If this is your first time logging on since we added this feature, you will be asked to select a PassMark image and pass phrase. You will then need to select three challenge questions and provide us with short answers. You will be asked one of these questions (randomly selected) if you access Net Access from a different computer, or if you delete your browser’s cookies.

Has my Net Access password changed?

No, your Net Access password remains unchanged. Your pass phrase is entirely separate from your regular Net Access login password.

How does PassMark Multi Factor Authentication work?

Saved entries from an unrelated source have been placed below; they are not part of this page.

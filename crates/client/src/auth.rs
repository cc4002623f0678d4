//! Three-legged OAuth helpers.
//!
//! 1. [`AuthFlow::request_token`] obtains temporary credentials.
//! 2. The user visits [`AuthFlow::authorize_url`] (or the mobile page) and
//!    approves the application, receiving a verifier.
//! 3. [`AuthFlow::access_token`] trades the request token and verifier for
//!    an access token pair.

use std::sync::Arc;

use plurk_domain::error::Result;
use plurk_domain::token::TokenPair;
use plurk_domain::trace::TraceEvent;

use crate::endpoint::Endpoint;
use crate::signer::OAuthSigner;

const REQUEST_TOKEN_PATH: &str = "OAuth/request_token";
const ACCESS_TOKEN_PATH: &str = "OAuth/access_token";
const AUTHORIZE_PATH: &str = "OAuth/authorize";
const AUTHORIZE_MOBILE_PATH: &str = "m/authorize";

#[derive(Clone)]
pub struct AuthFlow {
    endpoint: Endpoint,
    signer: Arc<dyn OAuthSigner>,
}

impl AuthFlow {
    pub fn new(endpoint: Endpoint, signer: Arc<dyn OAuthSigner>) -> Self {
        Self { endpoint, signer }
    }

    /// Desktop authorization page for a request token.
    pub fn authorize_url(&self, request_token: &str) -> String {
        self.page(AUTHORIZE_PATH, request_token)
    }

    /// Mobile authorization page for a request token.
    pub fn authorize_url_mobile(&self, request_token: &str) -> String {
        self.page(AUTHORIZE_MOBILE_PATH, request_token)
    }

    fn page(&self, path: &str, request_token: &str) -> String {
        format!("{}?oauth_token={request_token}", self.endpoint.page(path))
    }

    /// Obtain a request token. `callback` defaults to out-of-band.
    pub async fn request_token(&self, callback: Option<&str>) -> Result<TokenPair> {
        let url = self.endpoint.page(REQUEST_TOKEN_PATH);
        let result = self.signer.request_token(&url, callback).await;
        TraceEvent::TokenExchange {
            step: "request_token",
            ok: result.is_ok(),
        }
        .emit();
        result
    }

    /// Exchange an authorized request token for an access token.
    pub async fn access_token(&self, request_token: &TokenPair, verifier: &str) -> Result<TokenPair> {
        let url = self.endpoint.page(ACCESS_TOKEN_PATH);
        let result = self.signer.access_token(&url, request_token, verifier).await;
        TraceEvent::TokenExchange {
            step: "access_token",
            ok: result.is_ok(),
        }
        .emit();
        result
    }
}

You and the credit union share a unique picture and text phrase (called PassMark) that no one else knows. In addition, we take a footprint of your computer. When you log in, look for the picture to verify that it is really our web site. If we recognize your computer, we will show you the picture, and you can enter your password to get in. If you don’t see the picture, double check to make sure it’s our web site by manually entering the credit union’s URL (www.bmsfcu.org) into your browser. If we don’t recognize your computer, we will double check to assure that it's really you. We do this by asking you a question to which only you would know the answer before showing you the PassMark and asking for your password.

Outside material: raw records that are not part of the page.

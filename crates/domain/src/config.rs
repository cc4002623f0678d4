use serde::{Deserialize, Serialize};
use std::fmt;

use crate::token::TokenPair;

// ━━━━━━━━━━━━━━━━━━━━━━━━━━━━━━━━━━━━━━━━━━━━━━━━━━━━━━━━━━━━━━━━━━
// Client config
// ━━━━━━━━━━━━━━━━━━━━━━━━━━━━━━━━━━━━━━━━━━━━━━━━━━━━━━━━━━━━━━━━━━

/// Connection settings for one Plurk API application.
///
/// The consumer pair identifies the application. The access token pair is
/// optional: when absent, callers supply a [`TokenPair`] per call or make
/// unauthenticated (consumer-signed) requests.
#[derive(Clone, Serialize, Deserialize)]
pub struct ClientConfig {
    #[serde(default = "d_true")]
    pub use_tls: bool,
    #[serde(default)]
    pub consumer_key: String,
    #[serde(default)]
    pub consumer_secret: String,
    #[serde(default)]
    pub access_token: Option<String>,
    #[serde(default)]
    pub access_token_secret: Option<String>,
    #[serde(default = "d_base_url")]
    pub base_url: String,
    /// Timeout for signed API requests (not the comet channel).
    #[serde(default = "d_30000")]
    pub request_timeout_ms: u64,
    #[serde(default)]
    pub comet: CometConfig,
}

impl Default for ClientConfig {
    fn default() -> Self {
        Self {
            use_tls: true,
            consumer_key: String::new(),
            consumer_secret: String::new(),
            access_token: None,
            access_token_secret: None,
            base_url: d_base_url(),
            request_timeout_ms: 30_000,
            comet: CometConfig::default(),
        }
    }
}

impl fmt::Debug for ClientConfig {
    fn fmt(&self, f: &mut fmt::Formatter<'_>) -> fmt::Result {
        f.debug_struct("ClientConfig")
            .field("use_tls", &self.use_tls)
            .field("consumer_key", &self.consumer_key)
            .field("consumer_secret", &"[REDACTED]")
            .field("access_token", &self.access_token)
            .field(
                "access_token_secret",
                &self.access_token_secret.as_ref().map(|_| "[REDACTED]"),
            )
            .field("base_url", &self.base_url)
            .field("request_timeout_ms", &self.request_timeout_ms)
            .field("comet", &self.comet)
            .finish()
    }
}

impl ClientConfig {
    pub fn new(consumer_key: impl Into<String>, consumer_secret: impl Into<String>) -> Self {
        Self {
            consumer_key: consumer_key.into(),
            consumer_secret: consumer_secret.into(),
            ..Default::default()
        }
    }

    /// Attach a default access token pair used when a call supplies none.
    pub fn with_access_token(mut self, token: impl Into<String>, secret: impl Into<String>) -> Self {
        self.access_token = Some(token.into());
        self.access_token_secret = Some(secret.into());
        self
    }

    pub fn with_base_url(mut self, base_url: impl Into<String>) -> Self {
        self.base_url = base_url.into();
        self
    }

    /// The configured default token pair, if both halves are present.
    pub fn default_token(&self) -> Option<TokenPair> {
        match (&self.access_token, &self.access_token_secret) {
            (Some(token), Some(secret)) => Some(TokenPair::new(token.clone(), secret.clone())),
            _ => None,
        }
    }
}

// ━━━━━━━━━━━━━━━━━━━━━━━━━━━━━━━━━━━━━━━━━━━━━━━━━━━━━━━━━━━━━━━━━━
// Comet channel
// ━━━━━━━━━━━━━━━━━━━━━━━━━━━━━━━━━━━━━━━━━━━━━━━━━━━━━━━━━━━━━━━━━━

#[derive(Debug, Clone, Serialize, Deserialize)]
pub struct CometConfig {
    /// A poll fails with a timeout after this long without receiving data.
    #[serde(default = "d_80000")]
    pub inactivity_timeout_ms: u64,
    /// The comet host presents a certificate that does not validate, so
    /// validation is off for the comet transport only.
    #[serde(default = "d_true")]
    pub accept_invalid_certs: bool,
}

impl Default for CometConfig {
    fn default() -> Self {
        Self {
            inactivity_timeout_ms: 80_000,
            accept_invalid_certs: true,
        }
    }
}

// ── serde default helpers ───────────────────────────────────────────

fn d_true() -> bool {
    true
}
fn d_base_url() -> String {
    "https://www.plurk.com/".into()
}
fn d_30000() -> u64 {
    30_000
}
fn d_80000() -> u64 {
    80_000
}

// ━━━━━━━━━━━━━━━━━━━━━━━━━━━━━━━━━━━━━━━━━━━━━━━━━━━━━━━━━━━━━━━━━━
// Config validation
// ━━━━━━━━━━━━━━━━━━━━━━━━━━━━━━━━━━━━━━━━━━━━━━━━━━━━━━━━━━━━━━━━━━

/// Severity level for a configuration issue.
#[derive(Debug, Clone, Copy, PartialEq, Eq)]
pub enum ConfigSeverity {
    Error,
    Warning,
}

/// A single configuration validation issue.
#[derive(Debug, Clone)]
pub struct ConfigError {
    pub severity: ConfigSeverity,
    pub field: String,
    pub message: String,
}

impl fmt::Display for ConfigError {
    fn fmt(&self, f: &mut fmt::Formatter<'_>) -> fmt::Result {
        let tag = match self.severity {
            ConfigSeverity::Error => "ERROR",
            ConfigSeverity::Warning => "WARN",
        };
        write!(f, "[{tag}] {}: {}", self.field, self.message)
    }
}

impl ClientConfig {
    /// Validate the configuration and return a list of issues.
    ///
    /// Returns an empty vec when everything looks good.
    pub fn validate(&self) -> Vec<ConfigError> {
        let mut errors = Vec::new();

        if self.consumer_key.is_empty() {
            errors.push(ConfigError {
                severity: ConfigSeverity::Error,
                field: "consumer_key".into(),
                message: "consumer_key must not be empty".into(),
            });
        }

        if self.consumer_secret.is_empty() {
            errors.push(ConfigError {
                severity: ConfigSeverity::Error,
                field: "consumer_secret".into(),
                message: "consumer_secret must not be empty".into(),
            });
        }

        // Both halves of the default token pair, or neither.
        if self.access_token.is_some() != self.access_token_secret.is_some() {
            errors.push(ConfigError {
                severity: ConfigSeverity::Error,
                field: "access_token".into(),
                message: "access_token and access_token_secret must be set together".into(),
            });
        }

        match url::Url::parse(&self.base_url) {
            Err(e) => errors.push(ConfigError {
                severity: ConfigSeverity::Error,
                field: "base_url".into(),
                message: format!("base_url {:?} is not a valid URL: {e}", self.base_url),
            }),
            Ok(base) if !matches!(base.scheme(), "http" | "https") => errors.push(ConfigError {
                severity: ConfigSeverity::Error,
                field: "base_url".into(),
                message: format!("base_url must be an http(s) URL, got {:?}", self.base_url),
            }),
            Ok(base) => {
                if !self.use_tls || base.scheme() == "http" {
                    errors.push(ConfigError {
                        severity: ConfigSeverity::Warning,
                        field: "use_tls".into(),
                        message: "plain HTTP is deprecated; the Plurk API enforces HTTPS".into(),
                    });
                }
            }
        }

        if self.comet.inactivity_timeout_ms == 0 {
            errors.push(ConfigError {
                severity: ConfigSeverity::Error,
                field: "comet.inactivity_timeout_ms".into(),
                message: "timeout must be greater than 0".into(),
            });
        }

        errors
    }
}

#[cfg(test)]
mod tests {
    use super::*;

    #[test]
    fn complete_config_has_no_issues() {
        let cfg = ClientConfig::new("key", "secret").with_access_token("tok", "sec");
        assert!(cfg.validate().is_empty());
        assert_eq!(cfg.default_token(), Some(TokenPair::new("tok", "sec")));
    }

    #[test]
    fn half_token_pair_is_an_error() {
        let mut cfg = ClientConfig::new("key", "secret");
        cfg.access_token = Some("tok".into());
        let issues = cfg.validate();
        assert_eq!(issues.len(), 1);
        assert_eq!(issues[0].severity, ConfigSeverity::Error);
        assert_eq!(issues[0].field, "access_token");
        assert!(cfg.default_token().is_none());
    }

    #[test]
    fn plain_http_only_warns() {
        let mut cfg = ClientConfig::new("key", "secret");
        cfg.use_tls = false;
        let issues = cfg.validate();
        assert_eq!(issues.len(), 1);
        assert_eq!(issues[0].severity, ConfigSeverity::Warning);
    }

    #[test]
    fn base_url_without_host_is_an_error() {
        for base in ["https://", "http://", "www.plurk.com/"] {
            let cfg = ClientConfig::new("key", "secret").with_base_url(base);
            let issues = cfg.validate();
            assert_eq!(issues.len(), 1, "{base}: {issues:?}");
            assert_eq!(issues[0].severity, ConfigSeverity::Error);
            assert_eq!(issues[0].field, "base_url");
        }
    }

    #[test]
    fn debug_redacts_secrets() {
        let cfg = ClientConfig::new("key", "consumer-shh").with_access_token("tok", "token-shh");
        let rendered = format!("{cfg:?}");
        assert!(!rendered.contains("consumer-shh"));
        assert!(!rendered.contains("token-shh"));
        assert!(rendered.contains("[REDACTED]"));
    }
}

A More Detailed Explanation:

The PassMark system utilizes two primary elements for authentication:

1. PassMark. A PassMark is a small image and text phrase, known only by the credit union’s site and you. When the site communicates with you, it displays your PassMark to authenticate itself to you. Since only the real site knows your unique PassMark, a fake site cannot display it.

2. Device ID. A device ID is a set of identifying data, including secure cookies and other forms of data, which are used to identify a specific computer. Because device ID’s can be accessed only by sites within the domain that originated them, fake sites cannot access a device ID.

These and other elements are combined to create an authentication system in the following way:

  • You select a unique PassMark image (which you can change just like you can change a password). When signing on to the credit union’s site, you look for your PassMark image before entering your password. This assures you that it is the real credit union site.
  • Before your PassMark is displayed, the credit union site checks that the device ID of your computer is registered to you. This protects against somebody trying to get your PassMark from the credit union site.
  • The credit union site also confirms that the device ID is registered to you before allowing you to sign onto the site, even with the correct password. This protects against an attacker with a stolen password (obtained by phishing or by other means), because the attacker does not have access to your computer.
  • When you want to register a new computer with the credit union site, the site will prompt you with a challenge question to which only you know the answer. If you provide a valid answer, you are shown the PassMark-password exchange. If you choose, the site will register the computer using a device ID upon successful login.

This achieves a very significant increase in security versus password authentication in that (a) You now have a simple method to authenticate the credit union’s web site, and (b) B-M S FCU must now authenticate you.

Above all, PassMark is relatively simple to use. Increased security is achieved without much change in your experience. Just use the site as usual and look for your PassMark at login. Occasionally you may be asked to re-validate who you are or to register a new computer.

How do I set up this new feature?

Setting up PassMark MFA on your PC is relatively easy. Just follow these steps:

  • Select your PassMark image. You have thousands to choose from our library, or you can even upload one of your own (see instructions below). Choose a pass phrase that reminds you of your PassMark image.
  • Answer three challenge questions of your choice. Challenge questions are displayed by using the drop-down arrows. They may be selected by clicking on the desired question. The question will auto-fill in the #1 box and you will be prompted to enter your answer. Use this same process to complete all three challenge questions.
  • The next screen will ask you to confirm your PassMark image and challenge questions. You may change them now, or also after you have enrolled.
  • You're done!

Can I log in to Net Access through another computer?

Yes. After setting up your PassMark information on your first computer, you can set up MFA on as many computers as you choose.

  • After entering your User ID, you will be asked one of the three challenge questions (randomly selected).
  • You will be asked if you choose to register this computer. You would register a home computer, but probably choose not to register an unprotected work computer, or a public computer (as found in a public library).
  • After successfully answering your challenge question, you will be shown your PassMark image and your security phrase. Your password box will be at the bottom of this screen.

Changing Your PassMark

The PassMark feature allows you to change your image or phrase at anytime and as often as you like. You can select from the many images available, or you can choose to upload your own picture. Your new image and phrase are then presented to you each time you log in.

To use existing pictures for your PassMark:

  • Click the Change PassMark button.
  • Select an image by Category or the Get More button or even one already displaying on screen.
  • Make any desired changes to your PassMark phrase.
  • Finally, click Submit to save any changes you’ve made.

To upload a picture for your PassMark:

  • Copy or save your picture in .gif or .jpg format onto your computer. *NOTE: Although we support uploading of images up to 5 MB in size, it is easiest to use a smaller file.
  • Click the Change PassMark button.
  • Click Browse button near the bottom of the page.
  • In the Choose File dialog box, browse and select the picture from your computer to upload.
  • When you've found the picture click the Open button.
  • The phrase “Upload Selected” will appear under the file name you just selected.
  • Make any desired changes to your PassMark phrase.
  • Finally, click Submit to save any changes you’ve made.

If I delete cookies from my browser, will I need to set my information up again?

No. We identify your computer through other means as well as cookies, so you can safely delete cookies without having to set up your access information again. However, you will be asked to answer one of your three randomly selected challenge questions the next time you log in.